Volume is so, so much in fantasy football.
We all love owning running backs who carry the ball 300 times, wide receivers that see close to 200 targets and, of course, quarterbacks who attempt 500-plus passes in a season. It’s common sense, human nature.
We always want more.
When it comes to that volume, quarterback Russell Wilson isn’t the king. In fact, he’s not even in the running. During his first two seasons, Wilson has ranked 22nd and 25th in passing attempts, while the Seahawks have ranked 32nd as a team in passing attempts during that same span. It’s no surprise. We all are fully aware of how good their running game is, and this team dominates with defense and pounding the rock. However, Wilson, despite the lack of volume, has still been a very good fantasy passer, and if he can ever be given the reigns to the offense, he’ll be an elite option. Still, Wilson has been crazy efficient during his first two seasons, and he’s already a Super Bowl champion.
Last year, 21 other passers dropped back to pass more often than Wilson, but the Wisconsin product still managed to finish 8th in fantasy points among quarterbacks. He’s been a top-10 fantasy option over the last two seasons, and the scary aspect is that is only his floor. Wilson has so much more to offer, and if his early production is any indication, he’ll be offering a heck of a lot for fantasy owners. So, without having a ton of pass attempts, how has Wilson been so good in fantasy? Well, he’s been incredibly, incredibly efficient, taking advantage of good matchups and exploiting them. For his career, Wilson is averaging three more fantasy points per game against bottom-10 pass defenses, and while he only averaged about 16 ESPN fantasy points per game last year, that number may be a bit misleading when you look at his upside over his career.

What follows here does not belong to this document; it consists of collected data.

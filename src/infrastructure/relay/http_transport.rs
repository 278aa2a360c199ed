//! Transport that reaches the responder over HTTP

use async_trait::async_trait;
use futures::{stream, Stream, StreamExt};
use serde::de::DeserializeOwned;
use std::pin::Pin;
use std::time::Duration;
use tracing::debug;

use super::transport::ResponderTransport;
use crate::domain::{
    AiResponse, ChunkStream, DomainError, Message, ModelCatalog, ProviderSettings,
    ResponderHealth, StreamChunk, TransportError,
};
use crate::infrastructure::llm::sse::{data_payloads, decode_frame, SseFrame};

type PayloadStream = Pin<Box<dyn Stream<Item = Result<String, reqwest::Error>> + Send>>;

/// Speaks the responder's JSON and SSE surface with a per-request timeout
#[derive(Debug, Clone)]
pub struct HttpResponderTransport {
    client: reqwest::Client,
    base_url: String,
    timeout: Duration,
}

impl HttpResponderTransport {
    pub fn new(base_url: impl Into<String>, timeout: Duration) -> Result<Self, DomainError> {
        let client = reqwest::Client::builder()
            .connect_timeout(timeout)
            .build()
            .map_err(|e| DomainError::internal(format!("Failed to build HTTP client: {}", e)))?;

        Ok(Self {
            client,
            base_url: base_url.into().trim_end_matches('/').to_string(),
            timeout,
        })
    }

    fn url(&self, path: &str) -> String {
        format!("{}{}", self.base_url, path)
    }

    async fn send(&self, request: reqwest::RequestBuilder) -> Result<reqwest::Response, TransportError> {
        let response = request.send().await.map_err(request_error)?;

        let status = response.status();
        if status.is_success() {
            return Ok(response);
        }

        let body = response.text().await.unwrap_or_default();
        Err(TransportError::status(status.as_u16(), error_message(&body)))
    }

    async fn get<T: DeserializeOwned>(&self, path: &str) -> Result<T, TransportError> {
        let request = self.client.get(self.url(path)).timeout(self.timeout);
        let response = self.send(request).await?;
        read_json(response).await
    }
}

#[async_trait]
impl ResponderTransport for HttpResponderTransport {
    async fn process(&self, message: &Message) -> Result<AiResponse, TransportError> {
        let request = self
            .client
            .post(self.url("/process"))
            .timeout(self.timeout)
            .json(message);

        let response = self.send(request).await?;
        read_json(response).await
    }

    async fn open_stream(&self, message: &Message) -> Result<ChunkStream, TransportError> {
        let request = self.client.post(self.url("/stream")).json(message);

        // Only establishing the stream is bounded; the body may take longer
        let response = tokio::time::timeout(self.timeout, self.send(request))
            .await
            .map_err(|_| {
                TransportError::timeout(format!("no response within {}s", self.timeout.as_secs()))
            })??;

        debug!(responder = %self.base_url, "Responder stream established");

        let payloads: PayloadStream = Box::pin(data_payloads(Box::pin(response.bytes_stream())));
        Ok(Box::pin(decode_chunks(payloads)))
    }

    async fn health(&self) -> Result<ResponderHealth, TransportError> {
        self.get("/health").await
    }

    async fn list_models(&self) -> Result<ModelCatalog, TransportError> {
        self.get("/models").await
    }

    async fn get_config(&self) -> Result<ProviderSettings, TransportError> {
        self.get("/config").await
    }

    fn target(&self) -> String {
        self.base_url.clone()
    }
}

/// Turn SSE payloads into chunks, ending with exactly one terminal chunk.
///
/// A body that stops before its end marker yields an `Error` chunk.
fn decode_chunks(payloads: PayloadStream) -> impl Stream<Item = StreamChunk> + Send {
    stream::unfold((payloads, false), |(mut payloads, finished)| async move {
        if finished {
            return None;
        }

        let chunk = match payloads.next().await {
            Some(Ok(payload)) => match decode_frame(&payload) {
                Ok(SseFrame::Chunk(chunk)) => chunk,
                Ok(SseFrame::Done) => {
                    StreamChunk::error("Responder stream closed without an end marker")
                }
                Err(e) => StreamChunk::error(e),
            },
            Some(Err(e)) => StreamChunk::error(format!("Responder stream interrupted: {}", e)),
            None => StreamChunk::error("Responder stream ended before completion"),
        };

        let finished = chunk.is_terminal();
        Some((chunk, (payloads, finished)))
    })
}

fn request_error(err: reqwest::Error) -> TransportError {
    if err.is_timeout() {
        TransportError::timeout(err.to_string())
    } else if err.is_decode() {
        TransportError::malformed(err.to_string())
    } else {
        TransportError::connect(err.to_string())
    }
}

async fn read_json<T: DeserializeOwned>(response: reqwest::Response) -> Result<T, TransportError> {
    let body = response.bytes().await.map_err(request_error)?;
    serde_json::from_slice(&body).map_err(|e| TransportError::malformed(e.to_string()))
}

/// Pull `error.message` out of an error body, falling back to the raw text
fn error_message(body: &str) -> String {
    serde_json::from_str::<serde_json::Value>(body)
        .ok()
        .and_then(|v| v["error"]["message"].as_str().map(str::to_string))
        .unwrap_or_else(|| body.to_string())
}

*stats provided by Pro Football Focus.
Wilson has made big plays, and although the Seahawks don’t throw the ball a lot, they make big plays when they do, as Wilson averaged 8.2 yards per completion last year, behind only Peyton Manning (year-long starters). He makes big plays in the passing game, it’s just not noticed because he doesn’t throw the ball as much as other quarterbacks. Surprisingly, 14.7 percent of Wilson’s 2013 pass attempts traveled 20 yards or more (via PFF), good for the third-highest rate in football. He went on to complete 48.3 percent of those passes, the highest percentage in the league. He has big play guys like Percy Harvin and Doug Baldwin, who is coming off a career-high in yards per catch (15.6). And Seattle ranked 13th in passing plays of at least 20 yards last year, so this offense can make big plays.
Of course, Wilson runs the ball, too, and does it well. He’s rushed for over 1,000 yards during his first two seasons, to go along with five touchdowns.
But.. he’s not consistent
Many believe that because Wilson’s pass attempts are so hit or miss, his overall fantasy production is rather sporadic. It may have seemed like it because other passers scored more fantasy points than him, but Wilson was actually one of the most consistent fantasy signal callers last year.
According to Tristan Cockroft’s Consistency Ratings, Wilson finished as a top-12 (QB1) 50 percent of the time, which was good for the highest percentage in football behind Manning and Drew Brees. That was higher than guys like Cam Newton, Matt Ryan, Tom Brady and Colin Kaepernick, for example. And there were only four times all year long where he scored fewer than 14 fantasy points in a contest.
Of course, quarterback is deep. You’ll here it everywhere, everyday. Last year, 13 quarterbacks eclipsed 240 fantasy points, the most since 1960 (via Matthew Berry), so Wilson likely won’t be a top-seven or eight pick among the position. But, according to Fantasy Calculator, he is currently coming off the board as the 15th quarterback. That seems like highway robbery to me. A perennial top-10 guy, Wilson could actually see more volume this year. Marshawn Lynch was contemplating retirement, so perhaps that keep him a bit fresh, and they’ll have Harvin in the passing game for more than just one game. Also, via John Paulsen of 4for4, Seattle actually threw the ball 3.5 percent more often in 2013 compared to Wilson’s rookie year. So with each year of progression, perhaps the more they unleash their star passer.
Don’t fret over his low passing volume. Wilson is a fantasy star, one that can be had for the cheap.